EXERCISE INSTRUCTIONS: Of all the entries below, retype only the lines from the one with "pub(super) fn push_letter(&mut" through the one with "pub(super) fn overwrite_last(&mut", exactly as they appear.

DATA SUPPLIED:
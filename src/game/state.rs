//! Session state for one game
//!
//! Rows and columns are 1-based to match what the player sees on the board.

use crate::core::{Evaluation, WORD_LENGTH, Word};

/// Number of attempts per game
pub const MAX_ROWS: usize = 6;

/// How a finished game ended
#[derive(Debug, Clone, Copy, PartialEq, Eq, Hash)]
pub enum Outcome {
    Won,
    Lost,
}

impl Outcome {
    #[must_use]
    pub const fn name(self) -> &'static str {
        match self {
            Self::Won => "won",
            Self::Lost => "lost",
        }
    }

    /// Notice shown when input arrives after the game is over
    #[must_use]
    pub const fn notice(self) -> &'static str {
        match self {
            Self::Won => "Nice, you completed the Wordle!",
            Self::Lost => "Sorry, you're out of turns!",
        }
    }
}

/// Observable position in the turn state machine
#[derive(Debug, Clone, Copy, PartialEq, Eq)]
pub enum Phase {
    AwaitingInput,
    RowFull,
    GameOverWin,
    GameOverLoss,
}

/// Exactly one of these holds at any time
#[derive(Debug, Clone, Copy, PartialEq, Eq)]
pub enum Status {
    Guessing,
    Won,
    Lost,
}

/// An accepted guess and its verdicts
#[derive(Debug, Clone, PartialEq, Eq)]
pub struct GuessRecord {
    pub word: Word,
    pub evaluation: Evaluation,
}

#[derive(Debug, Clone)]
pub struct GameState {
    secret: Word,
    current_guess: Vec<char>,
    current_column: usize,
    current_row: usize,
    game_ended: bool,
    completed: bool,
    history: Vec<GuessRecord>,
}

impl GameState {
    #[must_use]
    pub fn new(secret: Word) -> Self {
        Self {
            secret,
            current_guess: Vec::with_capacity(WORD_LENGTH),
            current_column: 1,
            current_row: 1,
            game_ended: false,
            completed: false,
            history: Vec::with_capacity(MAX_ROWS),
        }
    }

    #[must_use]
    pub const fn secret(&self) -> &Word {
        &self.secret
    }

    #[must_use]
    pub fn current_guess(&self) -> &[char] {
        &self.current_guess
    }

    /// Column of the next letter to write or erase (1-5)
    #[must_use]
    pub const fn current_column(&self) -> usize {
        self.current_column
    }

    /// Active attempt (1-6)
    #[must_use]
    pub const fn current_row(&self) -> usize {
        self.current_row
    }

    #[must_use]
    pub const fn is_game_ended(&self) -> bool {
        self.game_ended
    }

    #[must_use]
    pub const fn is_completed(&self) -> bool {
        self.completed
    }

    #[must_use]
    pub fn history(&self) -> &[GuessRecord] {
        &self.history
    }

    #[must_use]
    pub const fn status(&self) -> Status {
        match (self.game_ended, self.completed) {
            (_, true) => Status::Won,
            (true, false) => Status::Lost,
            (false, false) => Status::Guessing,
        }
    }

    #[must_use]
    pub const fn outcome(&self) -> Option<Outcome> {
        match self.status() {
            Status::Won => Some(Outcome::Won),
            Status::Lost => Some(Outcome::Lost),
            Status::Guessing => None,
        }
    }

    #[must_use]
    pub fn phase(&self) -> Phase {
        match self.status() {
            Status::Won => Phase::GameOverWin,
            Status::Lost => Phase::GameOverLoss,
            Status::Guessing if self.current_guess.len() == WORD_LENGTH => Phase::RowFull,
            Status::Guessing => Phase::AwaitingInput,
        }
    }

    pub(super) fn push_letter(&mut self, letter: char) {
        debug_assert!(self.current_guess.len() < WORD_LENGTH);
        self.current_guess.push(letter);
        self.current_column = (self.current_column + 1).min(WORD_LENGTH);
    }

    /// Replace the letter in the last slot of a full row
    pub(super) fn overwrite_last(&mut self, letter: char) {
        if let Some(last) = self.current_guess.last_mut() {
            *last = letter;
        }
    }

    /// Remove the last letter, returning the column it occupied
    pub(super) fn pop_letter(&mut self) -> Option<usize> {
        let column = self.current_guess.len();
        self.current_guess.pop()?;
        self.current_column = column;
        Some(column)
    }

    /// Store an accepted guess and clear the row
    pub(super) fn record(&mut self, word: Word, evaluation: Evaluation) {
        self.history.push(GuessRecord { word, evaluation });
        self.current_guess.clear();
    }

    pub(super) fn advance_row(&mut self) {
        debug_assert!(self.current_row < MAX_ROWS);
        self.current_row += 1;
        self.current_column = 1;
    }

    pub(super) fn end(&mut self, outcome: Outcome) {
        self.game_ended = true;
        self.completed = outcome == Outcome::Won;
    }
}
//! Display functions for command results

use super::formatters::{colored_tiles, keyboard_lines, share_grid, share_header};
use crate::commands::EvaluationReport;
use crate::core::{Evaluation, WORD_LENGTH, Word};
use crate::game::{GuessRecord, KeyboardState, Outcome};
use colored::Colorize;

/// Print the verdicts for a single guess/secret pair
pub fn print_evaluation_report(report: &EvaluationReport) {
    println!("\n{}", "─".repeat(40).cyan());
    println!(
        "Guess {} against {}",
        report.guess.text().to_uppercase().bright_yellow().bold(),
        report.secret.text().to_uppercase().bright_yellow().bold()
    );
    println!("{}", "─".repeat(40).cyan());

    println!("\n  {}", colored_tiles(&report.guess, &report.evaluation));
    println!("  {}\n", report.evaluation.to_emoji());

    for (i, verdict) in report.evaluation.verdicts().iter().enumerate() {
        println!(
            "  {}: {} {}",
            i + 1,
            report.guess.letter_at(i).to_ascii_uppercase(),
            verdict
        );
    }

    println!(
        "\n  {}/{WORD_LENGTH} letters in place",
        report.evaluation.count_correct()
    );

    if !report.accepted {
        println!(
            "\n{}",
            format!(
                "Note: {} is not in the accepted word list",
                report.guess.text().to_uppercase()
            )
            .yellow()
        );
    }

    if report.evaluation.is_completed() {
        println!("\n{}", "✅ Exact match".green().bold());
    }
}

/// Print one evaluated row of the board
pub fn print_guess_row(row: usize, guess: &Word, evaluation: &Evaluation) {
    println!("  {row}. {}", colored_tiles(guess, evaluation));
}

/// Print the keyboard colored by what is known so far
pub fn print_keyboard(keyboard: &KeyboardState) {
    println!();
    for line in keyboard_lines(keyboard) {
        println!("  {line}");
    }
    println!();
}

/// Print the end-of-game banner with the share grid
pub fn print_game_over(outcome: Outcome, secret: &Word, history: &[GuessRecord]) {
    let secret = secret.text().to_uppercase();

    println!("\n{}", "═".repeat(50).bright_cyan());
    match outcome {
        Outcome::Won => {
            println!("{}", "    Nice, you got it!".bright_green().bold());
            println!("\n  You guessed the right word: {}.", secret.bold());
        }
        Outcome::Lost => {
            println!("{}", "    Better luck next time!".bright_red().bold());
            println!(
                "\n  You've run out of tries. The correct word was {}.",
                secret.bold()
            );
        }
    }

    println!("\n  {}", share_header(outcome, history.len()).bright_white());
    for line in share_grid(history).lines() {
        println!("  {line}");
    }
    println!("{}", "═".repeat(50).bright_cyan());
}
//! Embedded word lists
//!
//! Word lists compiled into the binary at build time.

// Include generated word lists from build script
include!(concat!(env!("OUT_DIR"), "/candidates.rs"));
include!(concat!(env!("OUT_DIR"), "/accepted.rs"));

EXPECTED ANSWER:
    pub(super) fn push_letter(&mut self, letter: char) {
        debug_assert!(self.current_guess.len() < WORD_LENGTH);
        self.current_guess.push(letter);
        self.current_column = (self.current_column + 1).min(WORD_LENGTH);
    }

    /// Replace the letter in the last slot of a full row
    pub(super) fn overwrite_last(&mut self, letter: char) {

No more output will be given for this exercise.